Cornelius Dixon

No. 70, 75
- Position: Offensive lineman

Personal information
- Born: April 7, 1984 (age 41) Marianna, Florida, U.S.
- Height: 6 ft 6 in (1.98 m)
- Weight: 345 lb (156 kg)

Career information
- High school: Marianna
- College: Missouri Valley
- NFL draft: 2010: undrafted

Career history
- Kansas City Command (2011–2012); Arizona Rattlers (2013–2014); New Orleans VooDoo (2015); San Jose SaberCats (2015); Los Angeles KISS (2016); Tampa Bay Storm (2016);

Awards and highlights
- 3× ArenaBowl champion (2013, 2014, 2015);

Career Arena League statistics
- Receptions: 8
- Receiving yards: 102
- Receiving TDs: 0
- Tackles: 3.0
- Stats at ArenaFan.com

= Cornelius Dixon =

American football player (born 1984)

Cornelius Dixon (born April 7, 1984) is an American former football offensive lineman. He played football at Marianna High School in Marianna, Florida; upon graduation, he enrolled at Missouri Valley College (where he continued playing football). While at MVC, Dixon was honored as a First Team All-Conference offensive lineman.

In December 2010, Dixon signed with the Kansas City Command of the Arena Football League. He saw plenty of playing time as a rookie; all told, Dixon played in thirty regular season games (of thirty-six total) during his two-year stint with the Command. However, the Command struggled both on the field and at the gate during Dixon's time there. When the team folded in 2012, Dixon joined the defending AFL Champion Arizona Rattlers. His stint in Arizona, in many regards, mirrored his time in Kansas City; all told, Dixon again appeared in thirty regular season games over two seasons. The Rattlers, however, were in the midst of a dynasty when Dixon joined. In both of his seasons there (2013 and 2014, Arizona won the ArenaBowl.
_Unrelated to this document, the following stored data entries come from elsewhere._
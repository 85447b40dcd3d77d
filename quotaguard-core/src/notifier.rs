use async_trait::async_trait;
use quotaguard_types::{AlertType, Severity};

use crate::error::QuotaGuardError;

/// One alert handed to a [`Notifier`] for delivery.
#[derive(Debug, Clone)]
pub struct AlertPayload {
    /// Account the alert concerns.
    pub account_id: quotaguard_types::AccountId,
    /// What the evaluator found.
    pub alert_type: AlertType,
    /// Severity of the alert.
    pub severity: Severity,
    /// `usedPct` at evaluation time, included for operator context.
    pub used_pct: f64,
    /// Human-readable message suitable for direct display.
    pub message: String,
}

/// Daily digest payload synthesised by the digest scheduler.
#[derive(Debug, Clone)]
pub struct DigestData {
    /// Top accounts by `usedPct`, descending.
    pub top_accounts: Vec<(quotaguard_types::AccountId, f64)>,
    /// Count of alerts delivered since the last digest, grouped by severity.
    pub alert_counts_by_severity: Vec<(Severity, u64)>,
    /// Total accounts observed at digest time.
    pub total_accounts: usize,
}

/// The "Bot / Transport" external collaborator consumed by the Alert Service.
///
/// Delivery is fire-and-forget from the core's perspective: a `Notifier`
/// failure is logged but never blocks or rolls back the evaluator/dedup/
/// throttle pipeline that produced the alert.
#[async_trait]
pub trait Notifier: Send + Sync {
    /// Sends a free-form text message.
    async fn send_message(&self, text: &str) -> Result<(), QuotaGuardError>;

    /// Sends a structured alert payload.
    async fn send_alert(&self, alert: &AlertPayload) -> Result<(), QuotaGuardError>;

    /// Sends the daily digest payload.
    async fn send_digest(&self, digest: &DigestData) -> Result<(), QuotaGuardError>;

    /// Whether this notifier is currently able to deliver (e.g. transport configured and connected).
    fn is_enabled(&self) -> bool;
}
In March 2015, Dixon was traded to the AFL's New Orleans Voodoo. After appearing in twelve games for New Orleans, Dixon was again traded; this time, his destination was the San Jose SaberCats. Dixon played a significant role in the SaberCats' 2015 playoff run. The SaberCats would eventually advance to (and win) ArenaBowl XXVIII; with the win, Dixon became one of only a handful of players to win three consecutive AFL championships.

On March 19, 2016, Dixon was assigned to the Los Angeles KISS. On June 15, 2016, Dixon was traded to the Tampa Bay Storm for claim order position. On June 21, 2016, the Storm activated Dixon.